Cette similitude des profils dit une chose : probablement y a-t-il quelque chose à construire du côté du renseignement. Quand vous avez les mêmes profils sur les mêmes populations, vous vous dites qu'en repérant les données et en les croisant, on peut sans doute empêcher de nombreux actes. On a déjà empêché en France des attentats depuis des mois. Mais cette idée qui a été soulignée par la commission d'enquête parlementaire selon laquelle il faut réorganiser le renseignement et mettre sous la même autorité tous les services peut évidemment aider ! En tout cas c'est une piste qu'il faut approfondir. Je rappelle que la commission d'enquête parlementaire a proposé cette piste il y a dix jours et qu'elle n'a pas été retenue par le gouvernement. Mais je suis sûr que l'exécutif va à nouveau y réfléchir.

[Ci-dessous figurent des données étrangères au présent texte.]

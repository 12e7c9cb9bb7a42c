//! Error types for the synchronization primitives.

use std::time::Duration;

/// Why a seat claim came back empty-handed.
///
/// Neither variant is fatal to the claimant. Going without a seat is a normal
/// round outcome; it just makes the claimant a candidate for elimination.
#[derive(Debug, thiserror::Error)]
pub enum ClaimError {
    /// Every seat stayed taken for the whole bounded wait.
    #[error("no seat became available within {0:?}")]
    TimedOut(Duration),

    /// The claim window for this round is not, or is no longer, open.
    #[error("the claim window for round {0} is closed")]
    WindowClosed(u64),
}
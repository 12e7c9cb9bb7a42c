//! The participant task: one per contender.
//!
//! A participant's whole life is the loop the game forces on it: wait for
//! the music to stop, go for a seat, wait for the verdict, repeat until it
//! wins or goes out. All shared state lives with the arbiter; a participant
//! holds only its watcher, the seat pool, and the claim-notice sender, so
//! nothing a participant does can corrupt a round.

use std::sync::Arc;
use std::time::Duration;

use lastseat_game::PlayerId;
use lastseat_sync::{OpenWait, OverWait, RoundWatcher, SeatPool};
use tokio::sync::mpsc;
use tokio::time;
use tracing::{debug, trace};

use crate::arbiter::ClaimNotice;

pub(crate) struct ParticipantTask {
    pub(crate) id: PlayerId,
    pub(crate) watcher: RoundWatcher,
    pub(crate) pool: Arc<SeatPool>,
    pub(crate) claims: mpsc::UnboundedSender<ClaimNotice>,
    /// Delay between hearing the music stop and going for a seat.
    pub(crate) reaction: Duration,
    /// Bound on how long to fight for a seat before giving up.
    pub(crate) claim_timeout: Duration,
}

impl ParticipantTask {
    /// Runs the participant until it wins, goes out, or the game ends.
    ///
    /// Always returns: every wait in the loop also resolves on the terminal
    /// broadcast, and the claim wait is both bounded and failed fast by a
    /// window close.
    pub(crate) async fn run(mut self) {
        debug!(player = %self.id, "participant ready");
        let mut last_round = 0;

        loop {
            let round = match self.watcher.claims_open(self.id, last_round).await {
                OpenWait::Open { round } => round,
                OpenWait::Out => {
                    debug!(player = %self.id, "out of the game, leaving");
                    return;
                }
                OpenWait::Over { winner } => {
                    trace!(player = %self.id, ?winner, "game over observed");
                    return;
                }
            };
            last_round = round;

            if !self.reaction.is_zero() {
                time::sleep(self.reaction).await;
            }

            let seat = match self.pool.claim(round, self.claim_timeout).await {
                Ok(seat) => {
                    let _ = self.claims.send(ClaimNotice { player: self.id, round });
                    debug!(player = %self.id, round, "got a seat");
                    Some(seat)
                }
                Err(reason) => {
                    debug!(player = %self.id, round, %reason, "left standing");
                    None
                }
            };

            let verdict = self.watcher.round_over(self.id, round).await;
            // The seat is held until the verdict lands, then returned.
            drop(seat);
            match verdict {
                OverWait::Next => {}
                OverWait::Out => {
                    debug!(player = %self.id, round, "eliminated");
                    return;
                }
                OverWait::Over { winner } => {
                    trace!(player = %self.id, ?winner, "game over observed");
                    return;
                }
            }
        }
    }
}
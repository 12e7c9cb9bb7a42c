//! The round state owned by the arbiter.

use std::sync::Arc;

use crate::{GameError, Phase, PlayerId, Roster};

/// A self-contained snapshot of the round state.
///
/// This is what gets broadcast to participants. Every view carries the round
/// counter, the phase, and the full roster, so a participant that sleeps
/// through intermediate broadcasts still learns its own fate from whichever
/// view it reads next. Nothing here requires a lock to inspect.
#[derive(Debug, Clone)]
pub struct RoundView {
    /// Round counter. 0 until the first round is announced.
    pub round: u64,
    /// Phase at the time of the snapshot.
    pub phase: Phase,
    /// Seat capacity of the current round.
    pub seats: u32,
    /// The winner. Set only on terminal views of a decided game.
    pub winner: Option<PlayerId>,
    active: Arc<[bool]>,
}

impl RoundView {
    /// Whether `player` is still in the game. Unknown ids count as out.
    pub fn is_active(&self, player: PlayerId) -> bool {
        self.active.get(player.index()).copied().unwrap_or(false)
    }

    /// Number of participants still in the game.
    pub fn active_count(&self) -> u32 {
        self.active.iter().filter(|a| **a).count() as u32
    }

    /// Total roster size.
    pub fn players(&self) -> u32 {
        self.active.len() as u32
    }
}

/// The mutable heart of a game: roster, seat capacity, phase, and the claim
/// sheet of the current round.
///
/// There is exactly one writer (the arbiter); everyone else sees the state
/// through [`RoundView`] snapshots. Every mutation validates the phase
/// machine, so a call sequence that would corrupt a round comes back as a
/// [`GameError`] instead of bad state.
#[derive(Debug)]
pub struct RoundState {
    roster: Roster,
    seats: u32,
    seated: Vec<PlayerId>,
    round: u64,
    phase: Phase,
}

impl RoundState {
    /// State for `players` participants: everyone active, one seat fewer
    /// than there are players, no round announced yet.
    pub fn new(players: u32) -> Self {
        Self {
            roster: Roster::new(players),
            seats: players.saturating_sub(1),
            seated: Vec::new(),
            round: 0,
            phase: Phase::Idle,
        }
    }

    pub fn phase(&self) -> Phase {
        self.phase
    }

    pub fn round(&self) -> u64 {
        self.round
    }

    /// Seat capacity of the current round.
    pub fn seats(&self) -> u32 {
        self.seats
    }

    /// Claims recorded so far this round.
    pub fn claimed(&self) -> u32 {
        self.seated.len() as u32
    }

    pub fn active_count(&self) -> u32 {
        self.roster.active_count()
    }

    pub fn winner(&self) -> Option<PlayerId> {
        self.roster.winner()
    }

    pub fn roster(&self) -> &Roster {
        &self.roster
    }

    /// How many claims settle the round early: every active participant that
    /// can be seated, capped by the capacity.
    pub fn claim_target(&self) -> u32 {
        self.seats.min(self.roster.active_count())
    }

    /// Whether the game is decided (one participant or fewer left).
    pub fn is_decided(&self) -> bool {
        self.roster.active_count() <= 1
    }

    /// Announces the next round: bumps the counter and clears the claim
    /// sheet. Valid from the initial state and from `RoundOver`; the phase
    /// stays `Idle` (music playing) until [`open_claims`](Self::open_claims).
    pub fn begin_round(&mut self) -> Result<(), GameError> {
        match self.phase {
            Phase::Idle if self.round == 0 => {}
            Phase::RoundOver => self.transition(Phase::Idle)?,
            _ => {
                return Err(GameError::WrongPhase {
                    expected: Phase::RoundOver,
                    actual: self.phase,
                });
            }
        }
        self.round += 1;
        self.seated.clear();
        debug_assert!(
            self.roster.active_count() <= 1 || self.seats == self.roster.active_count() - 1,
            "seat capacity out of step with the roster"
        );
        Ok(())
    }

    /// Opens the claim window.
    pub fn open_claims(&mut self) -> Result<(), GameError> {
        self.transition(Phase::ClaimsOpen)
    }

    /// Records a successful seat claim.
    ///
    /// Claims outside the window, from out-of-game participants, or
    /// duplicated within a round are rejected with the matching error; the
    /// caller decides which of those are discardable. A claim beyond the
    /// seat capacity means the seat pool handed out too many seats and is
    /// never discardable.
    pub fn note_claim(&mut self, player: PlayerId) -> Result<(), GameError> {
        if !self.phase.claims_open() {
            return Err(GameError::WrongPhase {
                expected: Phase::ClaimsOpen,
                actual: self.phase,
            });
        }
        if !self.roster.is_active(player) {
            return Err(if player.index() >= self.roster.len() {
                GameError::UnknownPlayer(player)
            } else {
                GameError::AlreadyOut(player)
            });
        }
        if self.seated.contains(&player) {
            return Err(GameError::DuplicateClaim { player, round: self.round });
        }
        if self.claimed() >= self.seats {
            return Err(GameError::SeatOverflow {
                round: self.round,
                claimed: self.claimed() + 1,
                seats: self.seats,
            });
        }
        self.seated.push(player);
        Ok(())
    }

    /// Shuts the claim window.
    pub fn close_claims(&mut self) -> Result<(), GameError> {
        self.transition(Phase::Resolving)
    }

    /// Commits the elimination for this round and returns who went out.
    ///
    /// While more than one participant is active, anyone left standing at
    /// resolution is a candidate and the lowest id among them goes out.
    /// Never more than one per round, and never a seated participant, so
    /// the capacity stays one below the active count going into the next
    /// round.
    pub fn resolve(&mut self) -> Result<Option<PlayerId>, GameError> {
        if self.phase != Phase::Resolving {
            return Err(GameError::WrongPhase {
                expected: Phase::Resolving,
                actual: self.phase,
            });
        }
        if self.roster.active_count() <= 1 || self.claimed() >= self.roster.active_count() {
            return Ok(None);
        }
        let loser = self.roster.active_ids().find(|id| !self.seated.contains(id));
        debug_assert!(
            loser.is_some(),
            "claims below the active count but nobody left standing"
        );
        match loser {
            Some(id) => {
                self.roster.eliminate(id)?;
                Ok(Some(id))
            }
            None => Ok(None),
        }
    }

    /// Ends the round: flips to `RoundOver` and, when the game continues,
    /// removes one seat for the next round.
    pub fn finish_round(&mut self) -> Result<(), GameError> {
        self.transition(Phase::RoundOver)?;
        if self.roster.active_count() > 1 {
            self.seats = self.seats.saturating_sub(1);
        }
        Ok(())
    }

    /// Ends the game.
    pub fn finish_game(&mut self) -> Result<(), GameError> {
        self.transition(Phase::GameOver)
    }

    /// Forces the terminal phase regardless of the current one.
    ///
    /// Fatal-error path: the final broadcast must still go out so no
    /// participant is left waiting on a game that will never continue.
    pub fn abort(&mut self) {
        self.phase = Phase::GameOver;
    }

    /// A snapshot of the current state.
    pub fn view(&self) -> RoundView {
        RoundView {
            round: self.round,
            phase: self.phase,
            seats: self.seats,
            winner: if self.phase.is_terminal() {
                self.roster.winner()
            } else {
                None
            },
            active: self.roster.snapshot(),
        }
    }

    fn transition(&mut self, to: Phase) -> Result<(), GameError> {
        if !self.phase.can_transition_to(to) {
            return Err(GameError::Phase { from: self.phase, to });
        }
        self.phase = to;
        Ok(())
    }
}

Il faut avoir une détermination implacable. Il faut avoir la volonté d'organiser notre défense et notre sécurité de manière efficace. On est face à un risque dont tout le monde mesure le caractère terrible. Notre détermination et notre esprit doivent être à la hauteur de ce risque. Il y a une chose que je veux ajouter à cette unification du renseignement : il y a autour de ces hommes, des voisins, des parents, des gens qui les connaissent dans leur quartier. Ceux-là aussi ont un devoir de protection. Lorsque l'on voit une personnalité qui se met à dériver, qui part vers des comportements qui donnent place à l'inquiétude et au soupçon, alors il faut agir et signaler pour que l'on puisse empêcher des drames de cet ordre.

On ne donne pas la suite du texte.